» EXERCISE INSTRUCTIONS:
Whenever the string "game" turns up in a line below, that line should be copied.
(MATERIAL FOR THIS EXERCISE Opens)
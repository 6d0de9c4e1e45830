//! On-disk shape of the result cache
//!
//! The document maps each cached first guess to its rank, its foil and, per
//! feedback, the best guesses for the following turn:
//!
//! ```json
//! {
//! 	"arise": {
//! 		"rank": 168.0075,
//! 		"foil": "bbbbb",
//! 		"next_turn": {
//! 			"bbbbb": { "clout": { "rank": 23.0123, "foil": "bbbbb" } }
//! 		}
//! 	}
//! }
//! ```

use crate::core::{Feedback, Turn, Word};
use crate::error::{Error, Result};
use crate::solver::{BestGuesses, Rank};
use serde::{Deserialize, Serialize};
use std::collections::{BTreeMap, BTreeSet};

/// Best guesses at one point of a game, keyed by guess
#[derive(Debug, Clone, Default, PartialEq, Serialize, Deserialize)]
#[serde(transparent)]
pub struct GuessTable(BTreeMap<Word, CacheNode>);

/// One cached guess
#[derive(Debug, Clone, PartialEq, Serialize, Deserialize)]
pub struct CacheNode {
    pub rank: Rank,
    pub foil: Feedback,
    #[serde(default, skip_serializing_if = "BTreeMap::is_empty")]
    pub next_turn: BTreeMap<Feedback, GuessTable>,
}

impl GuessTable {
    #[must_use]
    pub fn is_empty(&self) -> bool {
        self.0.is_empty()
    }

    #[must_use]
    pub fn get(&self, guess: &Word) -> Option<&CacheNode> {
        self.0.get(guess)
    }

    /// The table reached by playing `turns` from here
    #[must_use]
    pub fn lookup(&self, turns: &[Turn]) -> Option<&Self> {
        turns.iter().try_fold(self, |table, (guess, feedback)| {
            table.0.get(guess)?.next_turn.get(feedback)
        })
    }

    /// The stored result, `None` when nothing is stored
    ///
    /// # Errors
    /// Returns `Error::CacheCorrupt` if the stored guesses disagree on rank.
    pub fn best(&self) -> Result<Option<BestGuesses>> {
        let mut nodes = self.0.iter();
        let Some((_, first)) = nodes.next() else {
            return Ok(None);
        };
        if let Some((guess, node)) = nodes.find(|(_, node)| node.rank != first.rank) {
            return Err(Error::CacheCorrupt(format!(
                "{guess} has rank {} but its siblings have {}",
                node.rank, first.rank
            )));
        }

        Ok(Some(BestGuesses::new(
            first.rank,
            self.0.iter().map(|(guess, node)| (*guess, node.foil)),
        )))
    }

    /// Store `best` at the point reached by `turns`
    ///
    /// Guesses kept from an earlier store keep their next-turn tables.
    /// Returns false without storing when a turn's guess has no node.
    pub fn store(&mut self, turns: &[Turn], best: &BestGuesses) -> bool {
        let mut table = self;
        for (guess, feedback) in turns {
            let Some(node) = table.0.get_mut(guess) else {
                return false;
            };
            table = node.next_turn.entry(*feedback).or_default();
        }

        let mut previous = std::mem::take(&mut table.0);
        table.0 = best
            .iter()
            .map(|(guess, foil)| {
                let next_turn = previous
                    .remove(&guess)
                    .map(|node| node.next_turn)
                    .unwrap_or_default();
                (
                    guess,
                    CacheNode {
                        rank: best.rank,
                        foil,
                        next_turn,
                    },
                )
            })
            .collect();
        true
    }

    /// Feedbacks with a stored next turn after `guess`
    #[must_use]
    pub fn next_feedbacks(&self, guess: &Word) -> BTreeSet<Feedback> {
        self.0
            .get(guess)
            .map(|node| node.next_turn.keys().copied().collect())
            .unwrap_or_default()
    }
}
(MATERIAL FOR THIS EXERCISE Closes)
(MATERIAL FOR THIS EXERCISE Opens)
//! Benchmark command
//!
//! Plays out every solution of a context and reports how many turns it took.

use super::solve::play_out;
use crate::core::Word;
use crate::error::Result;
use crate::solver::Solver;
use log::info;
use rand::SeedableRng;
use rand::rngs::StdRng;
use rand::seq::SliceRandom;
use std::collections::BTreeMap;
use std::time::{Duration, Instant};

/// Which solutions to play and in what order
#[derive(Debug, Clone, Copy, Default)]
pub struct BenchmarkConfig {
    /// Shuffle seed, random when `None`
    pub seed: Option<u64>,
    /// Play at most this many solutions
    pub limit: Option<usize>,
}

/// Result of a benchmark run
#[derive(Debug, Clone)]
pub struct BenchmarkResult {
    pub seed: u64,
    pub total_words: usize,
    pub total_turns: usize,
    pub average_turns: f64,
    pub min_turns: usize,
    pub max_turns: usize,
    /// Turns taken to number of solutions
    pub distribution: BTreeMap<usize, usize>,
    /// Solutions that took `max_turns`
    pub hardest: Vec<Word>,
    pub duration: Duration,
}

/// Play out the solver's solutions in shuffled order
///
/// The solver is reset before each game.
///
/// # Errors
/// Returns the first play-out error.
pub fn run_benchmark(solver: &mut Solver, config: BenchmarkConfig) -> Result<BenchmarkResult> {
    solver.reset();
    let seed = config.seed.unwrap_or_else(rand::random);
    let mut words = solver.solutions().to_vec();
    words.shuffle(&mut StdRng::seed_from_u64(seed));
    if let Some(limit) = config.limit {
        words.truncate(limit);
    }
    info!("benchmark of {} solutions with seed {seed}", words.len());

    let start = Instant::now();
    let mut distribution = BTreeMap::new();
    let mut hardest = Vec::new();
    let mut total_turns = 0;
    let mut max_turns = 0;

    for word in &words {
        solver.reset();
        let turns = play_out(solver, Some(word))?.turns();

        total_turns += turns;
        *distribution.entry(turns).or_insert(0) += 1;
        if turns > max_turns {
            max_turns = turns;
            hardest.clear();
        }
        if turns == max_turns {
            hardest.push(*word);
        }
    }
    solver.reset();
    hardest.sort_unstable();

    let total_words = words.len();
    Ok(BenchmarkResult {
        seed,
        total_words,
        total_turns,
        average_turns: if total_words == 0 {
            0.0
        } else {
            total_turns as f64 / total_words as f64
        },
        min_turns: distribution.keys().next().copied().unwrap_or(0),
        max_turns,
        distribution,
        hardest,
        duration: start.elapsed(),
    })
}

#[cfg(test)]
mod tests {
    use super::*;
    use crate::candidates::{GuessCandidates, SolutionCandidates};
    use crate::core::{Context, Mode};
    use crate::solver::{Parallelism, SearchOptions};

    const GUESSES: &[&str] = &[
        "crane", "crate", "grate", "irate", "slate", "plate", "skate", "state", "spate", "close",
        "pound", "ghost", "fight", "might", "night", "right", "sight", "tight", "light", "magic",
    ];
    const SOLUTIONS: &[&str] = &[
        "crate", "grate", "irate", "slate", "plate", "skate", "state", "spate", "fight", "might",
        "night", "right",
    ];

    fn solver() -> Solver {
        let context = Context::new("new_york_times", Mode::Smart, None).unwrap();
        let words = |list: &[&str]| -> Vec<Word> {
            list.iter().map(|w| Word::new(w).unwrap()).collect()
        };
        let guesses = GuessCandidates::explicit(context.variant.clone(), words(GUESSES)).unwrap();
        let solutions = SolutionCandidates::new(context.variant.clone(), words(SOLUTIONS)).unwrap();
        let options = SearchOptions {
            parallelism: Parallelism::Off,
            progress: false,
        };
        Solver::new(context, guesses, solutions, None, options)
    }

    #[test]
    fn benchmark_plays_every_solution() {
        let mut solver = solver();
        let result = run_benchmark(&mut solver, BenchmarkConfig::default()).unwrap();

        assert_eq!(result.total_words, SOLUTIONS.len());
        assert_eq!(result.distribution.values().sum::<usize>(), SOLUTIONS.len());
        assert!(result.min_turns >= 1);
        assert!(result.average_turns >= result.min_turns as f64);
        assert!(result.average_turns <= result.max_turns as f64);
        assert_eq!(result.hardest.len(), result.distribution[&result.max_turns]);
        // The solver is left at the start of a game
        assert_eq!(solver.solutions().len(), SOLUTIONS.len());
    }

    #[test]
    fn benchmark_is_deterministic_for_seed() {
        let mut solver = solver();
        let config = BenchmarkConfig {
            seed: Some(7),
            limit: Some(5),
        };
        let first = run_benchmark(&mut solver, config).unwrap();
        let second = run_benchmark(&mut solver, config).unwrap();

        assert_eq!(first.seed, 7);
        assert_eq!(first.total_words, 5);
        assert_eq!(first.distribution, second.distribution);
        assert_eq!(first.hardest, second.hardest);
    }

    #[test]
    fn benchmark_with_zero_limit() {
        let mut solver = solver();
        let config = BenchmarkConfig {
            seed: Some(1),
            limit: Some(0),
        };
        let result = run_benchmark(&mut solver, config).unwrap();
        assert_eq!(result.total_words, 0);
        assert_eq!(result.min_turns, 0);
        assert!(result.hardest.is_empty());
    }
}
(MATERIAL FOR THIS EXERCISE Closes)
» EXERCISE ANSWER:
/// Best guesses at one point of a game, keyed by guess
/// The solver is reset before each game.
        // The solver is left at the start of a game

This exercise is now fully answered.